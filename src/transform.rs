//! Local spatial state for scene objects.
//!
//! A [`Transform`] stores position, pitch/yaw/roll and scale relative to its
//! parent, plus the cached world matrix the [`SceneGraph`](crate::SceneGraph)
//! computes from it. Mutating any local field only marks this transform dirty;
//! the scene graph recomputes the cache the next time someone reads it.
//!
//! # Conventions
//!
//! Rotation is stored as `(pitch, yaw, roll)` in radians and applied roll
//! first, then pitch, then yaw. The local matrix is `T * R * S` in glam's
//! column-vector form, which is the row-vector product `S * R * T`: scale,
//! then rotate, then translate, then the parent's world matrix on top.
//!
//! ```
//! use vesper::{Transform, Vec3};
//!
//! let mut t = Transform::new();
//! t.set_position(Vec3::new(1.0, 2.0, 3.0));
//! t.scale_by(Vec3::splat(2.0));
//! assert_eq!(t.scale(), Vec3::splat(2.0));
//! ```

use glam::{EulerRot, Mat4, Quat, Vec3};
use hecs::Entity;

/// Position, orientation and scale of one scene object, with a cached world matrix.
///
/// Parent and child links are non-owning [`Entity`] handles into the scene
/// graph's world. They are maintained by [`SceneGraph`](crate::SceneGraph);
/// a `Transform` on its own (a camera, say) behaves as a root.
#[derive(Clone, Debug)]
pub struct Transform {
    position: Vec3,
    pitch_yaw_roll: Vec3,
    scale: Vec3,

    pub(crate) world: Mat4,
    pub(crate) world_inverse_transpose: Mat4,
    pub(crate) dirty: bool,
    pub(crate) revision: u64,

    pub(crate) parent: Option<Entity>,
    pub(crate) children: Vec<Entity>,
}

impl Default for Transform {
    fn default() -> Self {
        Self {
            position: Vec3::ZERO,
            pitch_yaw_roll: Vec3::ZERO,
            scale: Vec3::ONE,
            world: Mat4::IDENTITY,
            world_inverse_transpose: Mat4::IDENTITY,
            dirty: true,
            revision: 0,
            parent: None,
            children: Vec::new(),
        }
    }
}

impl Transform {
    pub fn new() -> Self {
        Self::default()
    }

    /// Creates a transform at `position` with identity rotation and unit scale.
    pub fn from_position(position: Vec3) -> Self {
        Self {
            position,
            ..Default::default()
        }
    }

    /// Builder form of [`set_scale`](Self::set_scale).
    pub fn with_scale(mut self, scale: Vec3) -> Self {
        self.set_scale(scale);
        self
    }

    /// Builder form of [`set_rotation`](Self::set_rotation).
    pub fn with_rotation(mut self, pitch_yaw_roll: Vec3) -> Self {
        self.set_rotation(pitch_yaw_roll);
        self
    }

    /// Translates in parent space, ignoring this transform's orientation.
    pub fn move_absolute(&mut self, delta: Vec3) {
        self.position += delta;
        self.dirty = true;
    }

    /// Translates along this transform's own axes.
    ///
    /// Moving by `Vec3::Z` goes one unit "forward" for whatever direction the
    /// transform currently faces.
    pub fn move_relative(&mut self, delta: Vec3) {
        self.position += self.orientation() * delta;
        self.dirty = true;
    }

    /// Adds `(pitch, yaw, roll)` deltas to the current rotation.
    pub fn rotate(&mut self, delta: Vec3) {
        self.pitch_yaw_roll += delta;
        self.dirty = true;
    }

    /// Multiplies the current scale component-wise.
    pub fn scale_by(&mut self, factors: Vec3) {
        self.scale *= factors;
        self.dirty = true;
    }

    // Setters skip the dirty mark when nothing changes: UI code calls them
    // every frame with the value it just read back.

    pub fn set_position(&mut self, position: Vec3) {
        if self.position != position {
            self.position = position;
            self.dirty = true;
        }
    }

    pub fn set_rotation(&mut self, pitch_yaw_roll: Vec3) {
        if self.pitch_yaw_roll != pitch_yaw_roll {
            self.pitch_yaw_roll = pitch_yaw_roll;
            self.dirty = true;
        }
    }

    pub fn set_scale(&mut self, scale: Vec3) {
        if self.scale != scale {
            self.scale = scale;
            self.dirty = true;
        }
    }

    pub fn position(&self) -> Vec3 {
        self.position
    }

    pub fn pitch_yaw_roll(&self) -> Vec3 {
        self.pitch_yaw_roll
    }

    pub fn scale(&self) -> Vec3 {
        self.scale
    }

    /// Rotation as a quaternion: roll about Z, then pitch about X, then yaw about Y.
    pub fn orientation(&self) -> Quat {
        let [pitch, yaw, roll] = self.pitch_yaw_roll.to_array();
        Quat::from_euler(EulerRot::YXZ, yaw, pitch, roll)
    }

    /// Unit vector this transform faces (its local +Z axis).
    pub fn forward(&self) -> Vec3 {
        self.orientation() * Vec3::Z
    }

    pub fn right(&self) -> Vec3 {
        self.orientation() * Vec3::X
    }

    pub fn up(&self) -> Vec3 {
        self.orientation() * Vec3::Y
    }

    /// Local matrix from the current fields, ignoring any parent.
    pub fn local_matrix(&self) -> Mat4 {
        Mat4::from_scale_rotation_translation(self.scale, self.orientation(), self.position)
    }

    /// Whether the cached world matrix is stale.
    pub fn is_dirty(&self) -> bool {
        self.dirty
    }

    /// Number of times the world matrix has been recomputed.
    ///
    /// Two reads with the same revision in between did not recompute.
    pub fn revision(&self) -> u64 {
        self.revision
    }

    /// Parent handle, if attached. Use the scene graph to change it.
    pub fn parent(&self) -> Option<Entity> {
        self.parent
    }

    /// Child handles in attachment order.
    pub fn children(&self) -> &[Entity] {
        &self.children
    }

    /// Recomputes the cache from the local fields and an optional parent world matrix.
    pub(crate) fn recompute(&mut self, parent_world: Option<Mat4>) -> Mat4 {
        let local = self.local_matrix();
        self.world = match parent_world {
            Some(parent) => parent * local,
            None => local,
        };
        // A zero scale component collapses the matrix; keep the last usable normal matrix.
        if self.world.determinant() != 0.0 {
            let inverse_transpose = self.world.inverse().transpose();
            if inverse_transpose.is_finite() {
                self.world_inverse_transpose = inverse_transpose;
            }
        }
        self.dirty = false;
        self.revision += 1;
        self.world
    }

    pub(crate) fn mark_dirty(&mut self) {
        self.dirty = true;
    }
}

#[cfg(test)]
mod tests {
    use super::*;
    use approx::assert_relative_eq;
    use std::f32::consts::FRAC_PI_2;

    fn assert_vec3_eq(a: Vec3, b: Vec3) {
        assert_relative_eq!(a.x, b.x, epsilon = 1e-5);
        assert_relative_eq!(a.y, b.y, epsilon = 1e-5);
        assert_relative_eq!(a.z, b.z, epsilon = 1e-5);
    }

    #[test]
    fn new_transform_is_identity_and_dirty() {
        let t = Transform::new();
        assert_eq!(t.local_matrix(), Mat4::IDENTITY);
        assert!(t.is_dirty());
        assert_eq!(t.revision(), 0);
    }

    #[test]
    fn local_matrix_scales_then_rotates_then_translates() {
        let t = Transform::from_position(Vec3::new(10.0, 0.0, 0.0))
            .with_scale(Vec3::splat(2.0))
            .with_rotation(Vec3::new(0.0, FRAC_PI_2, 0.0));

        // +X scaled to 2, yawed a quarter turn onto -Z, then offset by +10 X.
        let p = t.local_matrix().transform_point3(Vec3::X);
        assert_vec3_eq(p, Vec3::new(10.0, 0.0, -2.0));
    }

    #[test]
    fn move_relative_follows_orientation() {
        let mut t = Transform::new().with_rotation(Vec3::new(0.0, FRAC_PI_2, 0.0));
        t.move_relative(Vec3::Z);
        assert_vec3_eq(t.position(), Vec3::X);

        t.move_absolute(Vec3::Z);
        assert_vec3_eq(t.position(), Vec3::new(1.0, 0.0, 1.0));
    }

    #[test]
    fn pitch_tilts_forward_downward() {
        let t = Transform::new().with_rotation(Vec3::new(FRAC_PI_2, 0.0, 0.0));
        assert_vec3_eq(t.forward(), -Vec3::Y);
    }

    #[test]
    fn scale_by_multiplies() {
        let mut t = Transform::new().with_scale(Vec3::new(2.0, 3.0, 4.0));
        t.scale_by(Vec3::new(0.5, 2.0, 1.0));
        assert_eq!(t.scale(), Vec3::new(1.0, 6.0, 4.0));
    }

    #[test]
    fn unchanged_setters_keep_cache_clean() {
        let mut t = Transform::from_position(Vec3::ONE);
        t.recompute(None);
        assert!(!t.is_dirty());

        t.set_position(Vec3::ONE);
        t.set_rotation(Vec3::ZERO);
        t.set_scale(Vec3::ONE);
        assert!(!t.is_dirty());

        t.set_position(Vec3::ZERO);
        assert!(t.is_dirty());
    }

    #[test]
    fn recompute_stores_inverse_transpose() {
        let mut t = Transform::from_position(Vec3::new(1.0, 2.0, 3.0))
            .with_scale(Vec3::new(1.0, 2.0, 4.0));
        let world = t.recompute(None);
        let expected = world.inverse().transpose();
        assert!(t.world_inverse_transpose.abs_diff_eq(expected, 1e-6));
        assert_eq!(t.revision(), 1);
    }

    #[test]
    fn zero_scale_keeps_last_finite_inverse_transpose() {
        let mut t = Transform::new().with_scale(Vec3::new(1.0, 0.0, 1.0));
        t.recompute(None);
        assert!(t.world_inverse_transpose.is_finite());
        assert_eq!(t.world_inverse_transpose, Mat4::IDENTITY);

        t.set_scale(Vec3::splat(2.0));
        t.recompute(None);
        let scaled = t.world_inverse_transpose;
        assert!(scaled.abs_diff_eq(Mat4::from_scale(Vec3::splat(0.5)), 1e-6));

        t.set_scale(Vec3::ZERO);
        t.recompute(None);
        assert_eq!(t.world_inverse_transpose, scaled);
    }
}
//! TOML configuration for the window, lights, IBL bake, sky and camera.
//!
//! Every section falls back to its defaults, so an empty file (or none at
//! all) reproduces the stock scene:
//!
//! ```toml
//! [window]
//! title = "vesper"
//! width = 1280
//! height = 720
//!
//! [lights]
//! count = 64
//! seed = 7
//!
//! [ibl]
//! face_size = 128
//!
//! [sky]
//! kind = "strip"
//! path = "assets/sky_strip.png"
//! ```

use std::fs;
use std::io::ErrorKind;
use std::path::{Path, PathBuf};

use glam::Vec3;
use serde::{Deserialize, Serialize};

use crate::error::{ConfigError, SkyError};
use crate::sky::{BakeSettings, CubeFaces, FACE_COUNT};

#[derive(Clone, Debug, Default, PartialEq, Serialize, Deserialize)]
#[serde(default)]
pub struct Config {
    pub window: WindowConfig,
    pub lights: LightsConfig,
    pub ibl: BakeSettings,
    pub sky: SkySource,
    pub camera: CameraConfig,
}

#[derive(Clone, Debug, PartialEq, Serialize, Deserialize)]
#[serde(default)]
pub struct WindowConfig {
    pub title: String,
    pub width: u32,
    pub height: u32,
}

impl Default for WindowConfig {
    fn default() -> Self {
        Self {
            title: "vesper".to_string(),
            width: 1280,
            height: 720,
        }
    }
}

#[derive(Clone, Debug, PartialEq, Serialize, Deserialize)]
#[serde(default)]
pub struct LightsConfig {
    /// Total lights, the three fixed directionals included.
    pub count: usize,
    /// Seed for reproducible placement; entropy-seeded when absent.
    pub seed: Option<u64>,
}

impl Default for LightsConfig {
    fn default() -> Self {
        Self {
            count: 64,
            seed: None,
        }
    }
}

/// Where the environment cube comes from.
#[derive(Clone, Debug, PartialEq, Serialize, Deserialize)]
#[serde(tag = "kind", rename_all = "snake_case")]
pub enum SkySource {
    /// Procedural gradient with a sun highlight.
    Gradient {
        #[serde(default = "default_gradient_size")]
        size: u32,
        #[serde(default = "default_sun_direction")]
        sun_direction: [f32; 3],
    },
    /// One image with the six faces stacked vertically.
    Strip { path: PathBuf },
    /// Six images in +X, -X, +Y, -Y, +Z, -Z order.
    Faces { paths: [PathBuf; FACE_COUNT] },
}

fn default_gradient_size() -> u32 {
    256
}

fn default_sun_direction() -> [f32; 3] {
    [0.3, 0.6, 0.4]
}

impl Default for SkySource {
    fn default() -> Self {
        Self::Gradient {
            size: default_gradient_size(),
            sun_direction: default_sun_direction(),
        }
    }
}

impl SkySource {
    pub fn load(&self) -> Result<CubeFaces, SkyError> {
        match self {
            Self::Gradient {
                size,
                sun_direction,
            } => CubeFaces::gradient(*size, Vec3::from_array(*sun_direction)),
            Self::Strip { path } => CubeFaces::from_strip_file(path),
            Self::Faces { paths } => CubeFaces::from_files(paths),
        }
    }
}

#[derive(Clone, Debug, PartialEq, Serialize, Deserialize)]
#[serde(default)]
pub struct CameraConfig {
    pub position: [f32; 3],
    /// Units per second before Shift/Ctrl modifiers.
    pub move_speed: f32,
    /// Multiplier on mouse-look sensitivity.
    pub look_speed: f32,
    pub fov_degrees: f32,
}

impl Default for CameraConfig {
    fn default() -> Self {
        Self {
            position: [0.0, 0.0, -10.0],
            move_speed: 3.0,
            look_speed: 1.0,
            fov_degrees: 45.0,
        }
    }
}

impl Config {
    /// Reads and validates a TOML file.
    pub fn load(path: impl AsRef<Path>) -> Result<Self, ConfigError> {
        let path = path.as_ref();
        let content = fs::read_to_string(path).map_err(|source| ConfigError::Io {
            path: path.to_path_buf(),
            source,
        })?;
        let config = Self::parse(&content)?;
        log::info!("Loaded config from {}", path.display());
        Ok(config)
    }

    /// Like [`load`](Self::load), but a missing file yields the defaults.
    pub fn load_or_default(path: impl AsRef<Path>) -> Result<Self, ConfigError> {
        match Self::load(path.as_ref()) {
            Err(ConfigError::Io { source, .. }) if source.kind() == ErrorKind::NotFound => {
                log::info!(
                    "No config at {}; using defaults",
                    path.as_ref().display()
                );
                Ok(Self::default())
            }
            other => other,
        }
    }

    /// Parses and validates TOML text.
    pub fn parse(content: &str) -> Result<Self, ConfigError> {
        let config: Config = toml::from_str(content)?;
        config.validate()?;
        Ok(config)
    }

    pub fn validate(&self) -> Result<(), ConfigError> {
        let invalid = |msg: &str| -> Result<(), ConfigError> {
            Err(ConfigError::Invalid(msg.to_string()))
        };

        if self.window.width == 0 || self.window.height == 0 {
            return invalid("window size must be non-zero");
        }
        if self.ibl.face_size == 0 || self.ibl.lut_size == 0 {
            return invalid("ibl face_size and lut_size must be non-zero");
        }
        let steps = [self.ibl.sample_step_phi, self.ibl.sample_step_theta];
        if steps.iter().any(|step| !step.is_finite() || *step <= 0.0) {
            return invalid("ibl sample steps must be positive");
        }
        if let SkySource::Gradient { size: 0, .. } = self.sky {
            return invalid("sky gradient size must be non-zero");
        }
        if !(self.camera.fov_degrees > 0.0 && self.camera.fov_degrees < 180.0) {
            return invalid("camera fov_degrees must be in (0, 180)");
        }
        if self.camera.move_speed < 0.0 || self.camera.look_speed < 0.0 {
            return invalid("camera speeds must not be negative");
        }
        Ok(())
    }
}

#[cfg(test)]
mod tests {
    use super::*;

    #[test]
    fn empty_file_yields_defaults() {
        let config = Config::parse("").unwrap();
        assert_eq!(config, Config::default());
        assert_eq!(config.window.width, 1280);
        assert_eq!(config.window.height, 720);
        assert_eq!(config.lights.count, 64);
        assert_eq!(config.ibl.face_size, 256);
        assert_eq!(config.ibl.lut_size, 256);
        assert_eq!(config.ibl.mips_to_skip, 3);
        assert_eq!(config.camera.position, [0.0, 0.0, -10.0]);
    }

    #[test]
    fn partial_sections_keep_other_defaults() {
        let config = Config::parse(
            r#"
[lights]
count = 10
seed = 42

[ibl]
face_size = 64
"#,
        )
        .unwrap();

        assert_eq!(config.lights.count, 10);
        assert_eq!(config.lights.seed, Some(42));
        assert_eq!(config.ibl.face_size, 64);
        assert_eq!(config.ibl.specular_mip_count(), 4);
        assert_eq!(config.ibl.sample_step_phi, 0.025);
        assert_eq!(config.window, WindowConfig::default());
    }

    #[test]
    fn sky_source_is_tagged_by_kind() {
        let config = Config::parse(
            r#"
[sky]
kind = "faces"
paths = ["px.png", "nx.png", "py.png", "ny.png", "pz.png", "nz.png"]
"#,
        )
        .unwrap();
        let SkySource::Faces { paths } = &config.sky else {
            panic!("expected faces, got {:?}", config.sky);
        };
        assert_eq!(paths[3], PathBuf::from("ny.png"));

        let config = Config::parse("[sky]\nkind = \"strip\"\npath = \"sky.png\"\n").unwrap();
        assert_eq!(
            config.sky,
            SkySource::Strip {
                path: PathBuf::from("sky.png")
            }
        );
    }

    #[test]
    fn bare_gradient_kind_uses_default_fields() {
        let config = Config::parse("[sky]\nkind = \"gradient\"").unwrap();
        assert_eq!(config.sky, SkySource::default());

        let config = Config::parse("[sky]\nkind = \"gradient\"\nsize = 64").unwrap();
        assert_eq!(
            config.sky,
            SkySource::Gradient {
                size: 64,
                sun_direction: [0.3, 0.6, 0.4],
            }
        );
    }

    #[test]
    fn rejects_zero_sizes_and_bad_steps() {
        for toml in [
            "[window]\nwidth = 0",
            "[ibl]\nface_size = 0",
            "[ibl]\nlut_size = 0",
            "[ibl]\nsample_step_phi = 0.0",
            "[ibl]\nsample_step_theta = -0.1",
            "[sky]\nkind = \"gradient\"\nsize = 0\nsun_direction = [0.0, 1.0, 0.0]",
            "[camera]\nfov_degrees = 180.0",
        ] {
            assert!(
                matches!(Config::parse(toml), Err(ConfigError::Invalid(_))),
                "accepted {toml:?}"
            );
        }
    }

    #[test]
    fn malformed_toml_is_a_parse_error() {
        assert!(matches!(
            Config::parse("[window\nwidth = 3"),
            Err(ConfigError::Parse(_))
        ));
        assert!(matches!(
            Config::parse("[window]\nwidth = \"wide\""),
            Err(ConfigError::Parse(_))
        ));
    }

    #[test]
    fn missing_file_falls_back_only_in_load_or_default() {
        let path = std::env::temp_dir().join("vesper-config-that-does-not-exist.toml");
        assert!(matches!(Config::load(&path), Err(ConfigError::Io { .. })));
        assert_eq!(Config::load_or_default(&path).unwrap(), Config::default());
    }

    #[test]
    fn loads_from_disk() {
        let path = std::env::temp_dir().join(format!("vesper-config-{}.toml", std::process::id()));
        fs::write(&path, "[camera]\nmove_speed = 6.0\n").unwrap();
        let config = Config::load(&path);
        fs::remove_file(&path).unwrap();
        assert_eq!(config.unwrap().camera.move_speed, 6.0);
    }

    #[test]
    fn gradient_source_loads_without_assets() {
        let faces = SkySource::Gradient {
            size: 8,
            sun_direction: [0.0, 1.0, 0.0],
        }
        .load()
        .unwrap();
        assert_eq!(faces.size(), 8);
    }
}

+ + + + + + +

What needs to be done:
Send back exactly the lines of the listing above starting at the one with "pub fn load_or_default(path: impl" and ending at the one with "steps = [self.ibl.sample_step_phi, self.ibl.sample_step_theta];", inclusive, and no others.

Your response:
    pub fn load_or_default(path: impl AsRef<Path>) -> Result<Self, ConfigError> {
        match Self::load(path.as_ref()) {
            Err(ConfigError::Io { source, .. }) if source.kind() == ErrorKind::NotFound => {
                log::info!(
                    "No config at {}; using defaults",
                    path.as_ref().display()
                );
                Ok(Self::default())
            }
            other => other,
        }
    }

    /// Parses and validates TOML text.
    pub fn parse(content: &str) -> Result<Self, ConfigError> {
        let config: Config = toml::from_str(content)?;
        config.validate()?;
        Ok(config)
    }

    pub fn validate(&self) -> Result<(), ConfigError> {
        let invalid = |msg: &str| -> Result<(), ConfigError> {
            Err(ConfigError::Invalid(msg.to_string()))
        };

        if self.window.width == 0 || self.window.height == 0 {
            return invalid("window size must be non-zero");
        }
        if self.ibl.face_size == 0 || self.ibl.lut_size == 0 {
            return invalid("ibl face_size and lut_size must be non-zero");
        }
        let steps = [self.ibl.sample_step_phi, self.ibl.sample_step_theta];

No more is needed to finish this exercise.